精神医学と神経医学は歴史的に様々な関わりがあり、オーバーラップしている部分も少なからずあるものの、現在はそれぞれが独立した診療科として臨床が行われている。しかしながら、精神疾患と神経疾患の違いとはそもそも何だろうか。多くの精神疾患と神経疾患は共に脳という同じ臓器を舞台として起こることを考慮すれば、両者の線引きは学問側の都合で人為的に分けられた一面があると考えられる。実際のところ、神経疾患や神経症状の知識は精神科臨床でも重要になるし、脳を侵す神経疾患では必然的に多くの精神症状を呈しうるため、両者がより近づいて相互に通じ合うことで脳の臨床がより発展できると思われる。この点において、両者の境界域にある病態や臨床を取りあげて、精神神経医学(Neuropsychiatry)について再考することには一定の意味があるだろう。本シンポジウムでは、そのような精神医学と神経医学のボーダーランドを探索し、精神神経医学の再考を行う。
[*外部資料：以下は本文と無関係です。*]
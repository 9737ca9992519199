use crate::error::{ParseErrorKind, RtspError};

/// A parsed RTSP response (RFC 2326 §7).
///
/// RTSP responses follow HTTP/1.1 syntax:
///
/// ```text
/// RTSP-Version SP Status-Code SP Reason-Phrase CRLF
/// *(Header: Value CRLF)
/// CRLF
/// [body]
/// ```
///
/// Header lookup is case-insensitive per RFC 2326 §4.2. The body is read
/// separately by the connection once `Content-Length` is known; see
/// [`content_length`](Self::content_length).
#[derive(Debug)]
pub struct RtspResponse {
    /// Protocol version (expected: `RTSP/1.0`).
    pub version: String,
    /// Three-digit status code (RFC 2326 §7.1.1).
    pub status_code: u16,
    /// Reason phrase following the status code.
    pub reason: String,
    /// Headers as ordered (name, value) pairs. Names are stored as-received;
    /// lookups via [`get_header`](Self::get_header) are case-insensitive.
    pub headers: Vec<(String, String)>,
    /// Message body (e.g. SDP for DESCRIBE). Empty when absent.
    pub body: String,
}

impl RtspResponse {
    /// Parse the status line and headers of an RTSP response.
    ///
    /// Expects the head of a response: status line, headers, and trailing
    /// blank line. Returns [`RtspError::Parse`] on malformed input.
    pub fn parse(raw: &str) -> crate::error::Result<Self> {
        let mut lines = raw.lines();

        let status_line = lines.next().ok_or(RtspError::Parse {
            kind: ParseErrorKind::EmptyResponse,
        })?;

        let mut parts = status_line.splitn(3, ' ');
        let version = parts.next().unwrap_or("");
        let code = parts.next().and_then(|c| c.trim().parse::<u16>().ok());
        let reason = parts.next().unwrap_or("").trim();

        let status_code = match code {
            Some(code) if version.starts_with("RTSP/") => code,
            _ => {
                return Err(RtspError::Parse {
                    kind: ParseErrorKind::InvalidStatusLine,
                });
            }
        };

        if version != "RTSP/1.0" {
            tracing::warn!(version, "server sent non-RTSP/1.0 version");
        }

        let mut headers = Vec::new();

        for line in lines {
            if line.is_empty() {
                break;
            }

            let colon_pos = line.find(':').ok_or(RtspError::Parse {
                kind: ParseErrorKind::InvalidHeader,
            })?;

            let name = line[..colon_pos].trim().to_string();
            let value = line[colon_pos + 1..].trim().to_string();

            headers.push((name, value));
        }

        Ok(RtspResponse {
            version: version.to_string(),
            status_code,
            reason: reason.to_string(),
            headers,
            body: String::new(),
        })
    }

    /// Look up a header value by name (case-insensitive, per RFC 2326 §4.2).
    pub fn get_header(&self, name: &str) -> Option<&str> {
        self.headers
            .iter()
            .find(|(key, _)| key.eq_ignore_ascii_case(name))
            .map(|(_, value)| value.as_str())
    }

    /// Returns the CSeq header value, echoed from the request
    /// (RFC 2326 §12.17).
    pub fn cseq(&self) -> Option<u32> {
        self.get_header("CSeq").and_then(|v| v.trim().parse().ok())
    }

    /// Whether the status code is in the 2xx success class.
    pub fn is_success(&self) -> bool {
        (200..300).contains(&self.status_code)
    }

    /// Number of body bytes following the blank line (RFC 2326 §12.14).
    /// Absent means no body.
    pub fn content_length(&self) -> crate::error::Result<usize> {
        match self.get_header("Content-Length") {
            Some(v) => v.trim().parse().map_err(|_| RtspError::Parse {
                kind: ParseErrorKind::InvalidContentLength,
            }),
            None => Ok(0),
        }
    }

    /// Session identifier and timeout from the `Session` header
    /// (RFC 2326 §12.37).
    ///
    /// Handles the timeout suffix: `"SESSIONID;timeout=60"` -> `("SESSIONID", Some(60))`.
    pub fn session(&self) -> Option<(String, Option<u64>)> {
        let value = self.get_header("Session")?;
        let mut parts = value.split(';');
        let id = parts.next()?.trim();
        if id.is_empty() {
            return None;
        }
        let timeout = parts
            .filter_map(|p| p.trim().strip_prefix("timeout="))
            .find_map(|t| t.trim().parse().ok());
        Some((id.to_string(), timeout))
    }
}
てんかんは、本邦においては精神科医と脳神経内科医の双方がそれぞれ診療しており、両者の間にまたがる代表的な精神神経疾患である。てんかんにおける精神神経医学的側面については、提案者が概説する。認知症も両診療科が臨床を行っており、特にBPSDは精神神経医学にとって重要なテーマである。このような認知症領域について品川俊一郎氏に解説して頂く。多発性硬化症と神経炎症疾患は脳神経内科分野であるが、実際は高次脳機能障害や精神症状を伴うことも多く、精神科医の立場からも興味深い領域である。この分野について、藤盛寿一氏に脳神経内科医の立場からの観点を含めて述べて頂く。更に、神経病理学はこれまで認知症や神経変性疾患だけでなく多くの神経疾患領域の病態生理や診断の基盤となってきた分野である。狭義の精神疾患においては未だ明確なバイオマーカーを得られていないものの、両者をつなげるという意味で神経病理学が果たす役割は大きい。神経病理学から見た精神神経医学について、髙尾昌樹氏に御講演頂く。最後に、精神神経医学のこれまでとこれからについて兼本浩祐氏に指定発言をお願いする。日本精神神経学会は名前にPsychiatryとNeurologyが共に入っている世界的にも貴重な学会でもあり、Neuropsychiatryの再考が、各会員と学会全体の更なる発展とより良い脳の臨床につながることが期待される。なお本シンポジウムは調査・研究ではなく、総説的な内容となるため研究に関する倫理指針には該当しなかった。